Publisher's note: This post appears here courtesy of the LifeZette, and written by David Kamioner.
Many people don't realize there are two Chinas.
The first is the authoritarian behemoth who lied and caused worldwide deaths from the coronavirus outbreak, the one who is making a run at the U.S. Pacific Fleet, and the China that has been taking advantage of the United States for decades in trade.
The other is a small island off the Chinese coast that the Beijing communists view as a breakaway province. That is Free China, Taiwan. Chased off the mainland by Mao Tse-Tung and a communist military victory in 1949, they have turned from exiles and a beaten people into one of the most vibrant free economies in the world. Taiwan also sports a functioning democracy. So why did the U.S. break off diplomatic relations with them in 1979? The China card.
During the Cold War the U.S. used normalized relations with Red China to drive a wedge between the Chinese Reds and their fellow Marxists in Moscow. It worked. The Soviets, never a tolerant people at the best of times and thus who were always suspicious of the Chinese on geopolitical and racial grounds, clashed with the Chinese military at the Amur River in 1969.
Soon after, U.S. President Richard Nixon paid an official state visit to Beijing and the U.S. established secret listening posts on the Chinese border with the Soviets. Several years later the price of continued work together with the Chinese against the Soviets was the sellout of longtime American ally Taiwan. Jimmy Carter paid the price in 1979 and the Taiwanese have been out in the cold ever since.

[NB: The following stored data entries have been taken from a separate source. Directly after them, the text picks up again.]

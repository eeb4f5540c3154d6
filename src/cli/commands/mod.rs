//! CLI command implementations.

mod chat;
mod config;
mod doctor;
mod personas;
mod serve;

pub use chat::run_chat;
pub use config::run_config;
pub use doctor::run_doctor;
pub use personas::run_personas;
pub use serve::run_serve;
//! Request handler: one streamed assistant response per chat request.

use super::convert::{to_provider_messages, tool_call, tool_message};
use crate::config::{persona, Credentials, ModelSettings, Prompts, Settings};
use crate::error::{ConjureError, Result};
use crate::message::{ChatRequest, StreamEvent};
use crate::model::{ModelDelta, ModelProvider, ModelRequest, OpenAiModel};
use crate::tools::{ToolDispatch, ToolRegistry};
use async_openai::types::{
    ChatCompletionRequestAssistantMessageArgs, ChatCompletionRequestMessage, ChatCompletionTool,
};
use futures::StreamExt;
use serde_json::{json, Value};
use std::sync::Arc;
use tokio::sync::mpsc;
use tracing::{debug, error, info, warn};

/// Per-request limits.
#[derive(Debug, Clone, Copy)]
pub struct HandlerLimits {
    /// Maximum model turns per request.
    pub max_steps: usize,
    /// Extra attempts for a turn that fails before anything was relayed.
    pub max_retries: usize,
    pub max_output_tokens: u32,
}

impl Default for HandlerLimits {
    fn default() -> Self {
        Self::from(&ModelSettings::default())
    }
}

impl From<&ModelSettings> for HandlerLimits {
    fn from(settings: &ModelSettings) -> Self {
        Self {
            max_steps: settings.max_steps,
            max_retries: settings.max_retries,
            max_output_tokens: settings.max_output_tokens,
        }
    }
}

/// A tool call assembled from streamed chunks.
#[derive(Debug, Clone, Default, PartialEq)]
pub(crate) struct PendingCall {
    index: u32,
    pub id: String,
    pub name: String,
    pub arguments: String,
}

impl PendingCall {
    /// Parsed arguments. An empty argument string is an empty object.
    fn input(&self) -> std::result::Result<Value, String> {
        if self.arguments.trim().is_empty() {
            return Ok(json!({}));
        }
        serde_json::from_str(&self.arguments)
            .map_err(|e| format!("{}: malformed arguments: {}", self.name, e))
    }
}

/// Groups tool-call chunks by index.
///
/// A chunk carrying an id different from the open call at its index starts a
/// new call, which covers providers that reuse index 0 for parallel calls.
#[derive(Debug, Default)]
pub(crate) struct ToolCallAccumulator {
    calls: Vec<PendingCall>,
}

impl ToolCallAccumulator {
    pub fn push(
        &mut self,
        index: u32,
        id: Option<String>,
        name: Option<String>,
        arguments: Option<String>,
    ) {
        let open = self.calls.iter().rposition(|c| c.index == index);
        let starts_new = match (open, &id) {
            (None, _) => true,
            (Some(pos), Some(id)) => !self.calls[pos].id.is_empty() && self.calls[pos].id != *id,
            (Some(_), None) => false,
        };

        if starts_new {
            self.calls.push(PendingCall {
                index,
                ..Default::default()
            });
        }
        let Some(call) = self.calls.iter_mut().rev().find(|c| c.index == index) else {
            return;
        };

        if let Some(id) = id {
            call.id = id;
        }
        if let Some(name) = name {
            if call.name.is_empty() {
                call.name = name;
            }
        }
        if let Some(arguments) = arguments {
            call.arguments.push_str(&arguments);
        }
    }

    /// Finished calls in arrival order. Calls without an id get a generated one.
    pub fn finish(self) -> Vec<PendingCall> {
        self.calls
            .into_iter()
            .filter(|c| !c.name.is_empty())
            .map(|mut c| {
                if c.id.is_empty() {
                    c.id = format!("call_{}", uuid::Uuid::new_v4().simple());
                }
                c
            })
            .collect()
    }
}

/// Output of one model turn.
#[derive(Debug, Default)]
struct Turn {
    text: String,
    calls: Vec<PendingCall>,
}

/// A failed turn and whether any of it reached the client.
struct TurnFailure {
    relayed: bool,
    error: ConjureError,
}

/// Runs the model/tool loop for a chat request and streams events.
pub struct ChatHandler {
    model: Arc<dyn ModelProvider>,
    tools: ToolRegistry,
    prompts: Prompts,
    limits: HandlerLimits,
}

impl ChatHandler {
    pub fn new(
        model: Arc<dyn ModelProvider>,
        tools: ToolRegistry,
        prompts: Prompts,
        limits: HandlerLimits,
    ) -> Self {
        Self {
            model,
            tools,
            prompts,
            limits,
        }
    }

    /// Build a handler with the configured model, standard tools and prompts.
    pub fn from_settings(settings: &Settings, credentials: &Credentials) -> Result<Self> {
        let model = OpenAiModel::from_settings(&settings.model, &credentials.model)?;
        let tools = ToolRegistry::standard(settings, credentials)?;
        let prompts = Prompts::load(
            settings.prompts.custom_dir.as_deref(),
            Some(&settings.prompts.variables),
        )?;

        info!(
            "Chat handler ready with model {} and {} tools",
            model.name(),
            tools.definitions().len()
        );

        Ok(Self::new(
            Arc::new(model),
            tools,
            prompts,
            HandlerLimits::from(&settings.model),
        ))
    }

    /// Handle one request, sending events until `finish` or `error`.
    ///
    /// Returns early without a terminal event when the receiver is gone.
    pub async fn handle(&self, request: ChatRequest, events: mpsc::Sender<StreamEvent>) {
        let terminal = match self.run(request, &events).await {
            Ok(()) => StreamEvent::Finish,
            Err(ConjureError::Stream(msg)) => {
                debug!("Stopping response: {}", msg);
                return;
            }
            Err(e) => {
                error!("Chat request failed: {}", e);
                StreamEvent::Error {
                    error_text: e.to_string(),
                }
            }
        };
        let _ = events.send(terminal).await;
    }

    async fn run(&self, request: ChatRequest, events: &mpsc::Sender<StreamEvent>) -> Result<()> {
        let persona = persona(request.professor.as_deref());
        let system = self.prompts.system_prompt(persona);
        let mut history = to_provider_messages(&request.messages)?;
        let tools = self.tools.openai_tools();

        emit(
            events,
            StreamEvent::Start {
                message_id: uuid::Uuid::new_v4().to_string(),
            },
        )
        .await?;

        let mut step = 0;
        let mut produced_media = false;

        while step < self.limits.max_steps {
            step += 1;

            let turn = self.stream_turn(&system, &history, &tools, events).await?;
            if turn.calls.is_empty() {
                emit(events, StreamEvent::FinishStep { step }).await?;
                info!("Step {} finished without tool calls", step);
                break;
            }

            let (media, handed_to_client) = self
                .run_tools(turn, &mut history, events)
                .await?;
            produced_media |= media;

            emit(events, StreamEvent::FinishStep { step }).await?;
            info!("Step {} finished", step);

            if handed_to_client {
                debug!("Client-resolved tool call ends the response");
                break;
            }
            if step == self.limits.max_steps {
                warn!("Step budget of {} exhausted", self.limits.max_steps);
            }
        }

        info!(
            "Response finished for {} after {} step(s) (media: {})",
            persona.name, step, produced_media
        );
        Ok(())
    }

    /// Open a turn, retrying when it fails before anything was relayed.
    async fn stream_turn(
        &self,
        system: &str,
        history: &[ChatCompletionRequestMessage],
        tools: &[ChatCompletionTool],
        events: &mpsc::Sender<StreamEvent>,
    ) -> Result<Turn> {
        let mut attempt = 0;
        loop {
            let request = ModelRequest {
                system: system.to_string(),
                messages: history.to_vec(),
                tools: tools.to_vec(),
                max_output_tokens: self.limits.max_output_tokens,
            };

            match self.try_turn(request, events).await {
                Ok(turn) => return Ok(turn),
                Err(failure) => {
                    let retryable = !failure.relayed
                        && !matches!(failure.error, ConjureError::Stream(_))
                        && attempt < self.limits.max_retries;
                    if !retryable {
                        return Err(failure.error);
                    }
                    attempt += 1;
                    warn!(
                        "Model turn failed, retrying ({}/{}): {}",
                        attempt, self.limits.max_retries, failure.error
                    );
                }
            }
        }
    }

    async fn try_turn(
        &self,
        request: ModelRequest,
        events: &mpsc::Sender<StreamEvent>,
    ) -> std::result::Result<Turn, TurnFailure> {
        let mut relayed = false;
        let fail = |relayed: bool| move |error: ConjureError| TurnFailure { relayed, error };

        let mut stream = self.model.stream(request).await.map_err(fail(false))?;
        let mut turn = Turn::default();
        let mut calls = ToolCallAccumulator::default();

        while let Some(delta) = stream.next().await {
            match delta.map_err(fail(relayed))? {
                ModelDelta::Text(delta) => {
                    turn.text.push_str(&delta);
                    emit(events, StreamEvent::TextDelta { delta })
                        .await
                        .map_err(fail(relayed))?;
                    relayed = true;
                }
                ModelDelta::ToolCallChunk {
                    index,
                    id,
                    name,
                    arguments,
                } => calls.push(index, id, name, arguments),
            }
        }

        turn.calls = calls.finish();
        Ok(turn)
    }

    /// Announce and run a turn's tool calls, appending them to `history`.
    ///
    /// Returns whether media was produced and whether any call was handed to
    /// the client.
    async fn run_tools(
        &self,
        turn: Turn,
        history: &mut Vec<ChatCompletionRequestMessage>,
        events: &mpsc::Sender<StreamEvent>,
    ) -> Result<(bool, bool)> {
        let inputs: Vec<_> = turn.calls.iter().map(PendingCall::input).collect();

        for (call, input) in turn.calls.iter().zip(&inputs) {
            emit(
                events,
                StreamEvent::ToolCall {
                    tool_call_id: call.id.clone(),
                    tool_name: call.name.clone(),
                    input: input.clone().unwrap_or(Value::Null),
                    client_resolved: self.tools.is_client_resolved(&call.name),
                },
            )
            .await?;
        }

        let mut assistant = ChatCompletionRequestAssistantMessageArgs::default();
        if !turn.text.is_empty() {
            assistant.content(turn.text.clone());
        }
        assistant.tool_calls(
            turn.calls
                .iter()
                .zip(&inputs)
                .map(|(call, input)| {
                    tool_call(&call.id, &call.name, input.as_ref().unwrap_or(&json!({})))
                })
                .collect::<Vec<_>>(),
        );
        history.push(
            assistant
                .build()
                .map_err(|e| ConjureError::Model(e.to_string()))?
                .into(),
        );

        let outcomes = futures::future::join_all(turn.calls.iter().zip(&inputs).map(
            |(call, input)| async move {
                match input {
                    Ok(input) => self.tools.dispatch(&call.name, input.clone()).await,
                    Err(msg) => ToolDispatch::InvalidInput(msg.clone()),
                }
            },
        ))
        .await;

        let mut produced_media = false;
        let mut handed_to_client = false;

        for (call, outcome) in turn.calls.iter().zip(outcomes) {
            let content = match outcome {
                ToolDispatch::Output(output) => {
                    produced_media |= is_media(&output);
                    let content = output.to_string();
                    emit(
                        events,
                        StreamEvent::ToolResult {
                            tool_call_id: call.id.clone(),
                            tool_name: call.name.clone(),
                            output,
                        },
                    )
                    .await?;
                    content
                }
                ToolDispatch::InvalidInput(msg) => {
                    self.tool_error(events, call, msg.clone()).await?;
                    json!({ "error": msg }).to_string()
                }
                ToolDispatch::Unknown => {
                    let msg = format!("Unknown tool: {}", call.name);
                    self.tool_error(events, call, msg.clone()).await?;
                    json!({ "error": msg }).to_string()
                }
                ToolDispatch::ClientResolved => {
                    handed_to_client = true;
                    json!({ "status": "handled by client" }).to_string()
                }
            };
            history.push(tool_message(&call.id, &content)?);
        }

        Ok((produced_media, handed_to_client))
    }

    async fn tool_error(
        &self,
        events: &mpsc::Sender<StreamEvent>,
        call: &PendingCall,
        error: String,
    ) -> Result<()> {
        warn!("Tool {} failed: {}", call.name, error);
        emit(
            events,
            StreamEvent::ToolError {
                tool_call_id: call.id.clone(),
                tool_name: call.name.clone(),
                error,
            },
        )
        .await
    }
}

fn is_media(output: &Value) -> bool {
    matches!(output["type"].as_str(), Some("image") | Some("video"))
}

async fn emit(events: &mpsc::Sender<StreamEvent>, event: StreamEvent) -> Result<()> {
    events
        .send(event)
        .await
        .map_err(|_| ConjureError::Stream("client disconnected".to_string()))
}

But that is changing. Taiwan has quickly produced and manufactured masks and other items to help America fight the virus. This is opposed to the perfidy of the Red Chinese. Taiwan has also continued to be an American defense partner in the Pacific.
As various conservative members of Congress debate the eventual cost to China of Chinese duplicity in virus reporting and response, one option on the table is officially recognizing Taiwan as an independent nation. Though Beijing would have fits over this, in the current national and presidential mood, their cries would ring hollow.